### What to work on:
Reproduce the opening lines of the records exactly, up to and including the line in which "a background task." occurs.

### Collection entries:
-=-=-
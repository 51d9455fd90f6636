//! Shortcut session: owns the override set, its persistence and the dispatcher.
//!
//! Startup reads the fast cache synchronously; [`ShortcutSession::reconcile`] later
//! replaces that value with the durable store's copy if they differ. Every mutation
//! writes the cache immediately and queues a durable write on a background task.
//! Durable write failures are logged and dropped.

use std::sync::Arc;

use serde_json::Value;
use tokio::sync::{mpsc, oneshot};
use tracing::{debug, info, warn};

use crate::error::ResultExt;

use super::conflicts::{self, ConflictTable};
use super::dispatcher::{ActionDispatcher, Registration};
use super::matcher::KeyEvent;
use super::persistence::{
    overrides_from_settings, overrides_to_value, DurableStore, MemoryCache, MemoryStore,
    OverrideCache, SHORTCUTS_KEY,
};
use super::platform::PlatformResolver;
use super::registry::{self, ActionId};
use super::resolver::{resolve, ResolvedTable, ShortcutOverrides};
use super::types::{self, KeyBinding, ShortcutParseError};

enum WriteRequest {
    Patch(Value),
    Flush(oneshot::Sender<()>),
}

/// Background task applying durable writes in submission order.
struct PersistenceWriter {
    tx: mpsc::UnboundedSender<WriteRequest>,
}

impl PersistenceWriter {
    fn spawn(handle: &tokio::runtime::Handle, store: Arc<dyn DurableStore>) -> Self {
        let (tx, mut rx) = mpsc::unbounded_channel::<WriteRequest>();
        handle.spawn(async move {
            while let Some(request) = rx.recv().await {
                match request {
                    WriteRequest::Patch(value) => {
                        if let Err(e) = store.patch(SHORTCUTS_KEY, value).await {
                            warn!(error = %e, "Failed to persist shortcut overrides");
                        }
                    }
                    WriteRequest::Flush(done) => {
                        let _ = done.send(());
                    }
                }
            }
            debug!("Shortcut persistence writer stopped");
        });
        Self { tx }
    }
}

/// Live shortcut state for one UI instance.
pub struct ShortcutSession {
    overrides: ShortcutOverrides,
    platform: Arc<dyn PlatformResolver>,
    cache: Box<dyn OverrideCache>,
    store: Arc<dyn DurableStore>,
    writer: Option<PersistenceWriter>,
    dispatcher: ActionDispatcher,
    // Set by the first local mutation; the durable copy is stale from then on.
    locally_modified: bool,
}

impl ShortcutSession {
    /// Create a session, loading overrides from `cache`.
    ///
    /// Durable writes run on the tokio runtime current at construction; without one
    /// they are skipped and only the cache is updated.
    pub fn new(
        platform: Arc<dyn PlatformResolver>,
        cache: Box<dyn OverrideCache>,
        store: Arc<dyn DurableStore>,
    ) -> Self {
        let overrides = match cache.read() {
            Ok(Some(overrides)) => {
                debug!(count = overrides.len(), "Loaded shortcut overrides from cache");
                overrides
            }
            Ok(None) => ShortcutOverrides::new(),
            Err(e) => {
                warn!(error = %e, "Failed to read shortcut cache, using defaults");
                ShortcutOverrides::new()
            }
        };

        let writer = match tokio::runtime::Handle::try_current() {
            Ok(handle) => Some(PersistenceWriter::spawn(&handle, Arc::clone(&store))),
            Err(_) => {
                debug!("No async runtime, durable shortcut writes disabled");
                None
            }
        };

        Self {
            overrides,
            platform,
            cache,
            store,
            writer,
            dispatcher: ActionDispatcher::new(),
            locally_modified: false,
        }
    }

    /// Session backed by in-memory cache and store.
    pub fn in_memory(platform: Arc<dyn PlatformResolver>) -> Self {
        Self::new(
            platform,
            Box::new(MemoryCache::new()),
            Arc::new(MemoryStore::new()),
        )
    }

    /// Replace the cached overrides with the durable store's copy.
    ///
    /// Returns `true` if the override set changed. Identical values are left alone so
    /// the UI doesn't re-render for nothing. Once the session has been mutated locally
    /// the in-memory set wins and the durable copy is never applied.
    pub async fn reconcile(&mut self) -> bool {
        if self.locally_modified {
            debug!("Shortcuts changed locally, skipping reconcile");
            return false;
        }
        let settings = match self.store.read().await {
            Ok(settings) => settings,
            Err(e) => {
                warn!(error = %e, "Failed to read durable settings, keeping cached shortcuts");
                return false;
            }
        };
        let loaded = match overrides_from_settings(&settings) {
            Ok(loaded) => loaded,
            Err(e) => {
                warn!(error = %e, "Ignoring malformed shortcut settings");
                return false;
            }
        };
        if loaded == self.overrides {
            debug!("Durable shortcuts match cache, skipping reconcile");
            return false;
        }

        info!(count = loaded.len(), "Reconciled shortcut overrides from durable store");
        self.overrides = loaded;
        self.cache.write(&self.overrides).warn_on_err();
        true
    }

    pub fn platform(&self) -> &dyn PlatformResolver {
        self.platform.as_ref()
    }

    pub fn overrides(&self) -> &ShortcutOverrides {
        &self.overrides
    }

    /// Effective bindings, computed fresh from the current overrides.
    pub fn resolved(&self) -> ResolvedTable {
        resolve(&self.overrides)
    }

    pub fn conflicts(&self) -> ConflictTable {
        conflicts::detect_conflicts(&self.resolved())
    }

    pub fn binding(&self, id: ActionId) -> KeyBinding {
        self.resolved().get(id).clone()
    }

    /// Binding for `id` formatted for this session's platform.
    pub fn display(&self, id: ActionId) -> String {
        self.binding(id).display_for(self.platform())
    }

    pub fn is_customized(&self, id: ActionId) -> bool {
        self.overrides.has_override(id)
    }

    /// Actions other than `id` already bound to `binding`.
    pub fn would_conflict(&self, id: ActionId, binding: &KeyBinding) -> Vec<ActionId> {
        conflicts::would_conflict(&self.resolved(), id, binding)
    }

    /// Bind `id` to `binding`. Binding it back to its default removes the override.
    ///
    /// Returns `true` if anything changed.
    pub fn set_override(&mut self, id: ActionId, binding: &KeyBinding) -> bool {
        let changed = self.overrides.set(id, binding);
        if changed {
            info!(action = %id, binding = %binding, "Shortcut override set");
            self.persist();
        }
        changed
    }

    /// [`set_override`](Self::set_override) from a binding string.
    pub fn set_override_str(
        &mut self,
        id: ActionId,
        binding: &str,
    ) -> Result<bool, ShortcutParseError> {
        let binding = types::parse(binding)?;
        Ok(self.set_override(id, &binding))
    }

    /// Restore the default binding for `id`.
    pub fn reset(&mut self, id: ActionId) -> bool {
        let changed = self.overrides.remove(id);
        if changed {
            info!(action = %id, default = %registry::default_binding(id), "Shortcut reset");
            self.persist();
        }
        changed
    }

    pub fn reset_all(&mut self) -> bool {
        if self.overrides.is_empty() {
            return false;
        }
        self.overrides.clear();
        info!("All shortcuts reset to defaults");
        self.persist();
        true
    }

    pub fn dispatcher(&self) -> &ActionDispatcher {
        &self.dispatcher
    }

    pub fn register<F>(&self, id: ActionId, handler: F) -> Registration
    where
        F: Fn(ActionId) + Send + Sync + 'static,
    {
        self.dispatcher.register(id, handler)
    }

    /// Route a key event to the live handlers of matching actions.
    pub fn handle_key_event(&self, event: &KeyEvent) -> Vec<ActionId> {
        self.dispatcher
            .dispatch(event, &self.resolved(), self.platform.as_ref())
    }

    /// Wait until every queued durable write has been attempted.
    pub async fn flush(&self) {
        let Some(writer) = &self.writer else {
            return;
        };
        let (done_tx, done_rx) = oneshot::channel();
        if writer.tx.send(WriteRequest::Flush(done_tx)).is_ok() {
            let _ = done_rx.await;
        }
    }

    fn persist(&mut self) {
        self.locally_modified = true;
        self.cache.write(&self.overrides).warn_on_err();

        let Some(writer) = &self.writer else {
            warn!("Durable shortcut write skipped, no async runtime");
            return;
        };
        let value = overrides_to_value(&self.overrides);
        if writer.tx.send(WriteRequest::Patch(value)).is_err() {
            warn!("Shortcut persistence writer is gone, durable write dropped");
        }
    }
}

impl std::fmt::Debug for ShortcutSession {
    fn fmt(&self, f: &mut std::fmt::Formatter<'_>) -> std::fmt::Result {
        f.debug_struct("ShortcutSession")
            .field("overrides", &self.overrides)
            .field("mac_like", &self.platform.is_mac_like())
            .field("durable_writes", &self.writer.is_some())
            .field("locally_modified", &self.locally_modified)
            .finish()
    }
}

#[cfg(test)]
#[path = "session_tests.rs"]
mod tests;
-=-=-
### Exercise output:
repository 51d9455fd90f6636
//! Shortcut session: owns the override set, its persistence and the dispatcher.
//!
//! Startup reads the fast cache synchronously; [`ShortcutSession::reconcile`] later
//! replaces that value with the durable store's copy if they differ. Every mutation
//! writes the cache immediately and queues a durable write on a background task.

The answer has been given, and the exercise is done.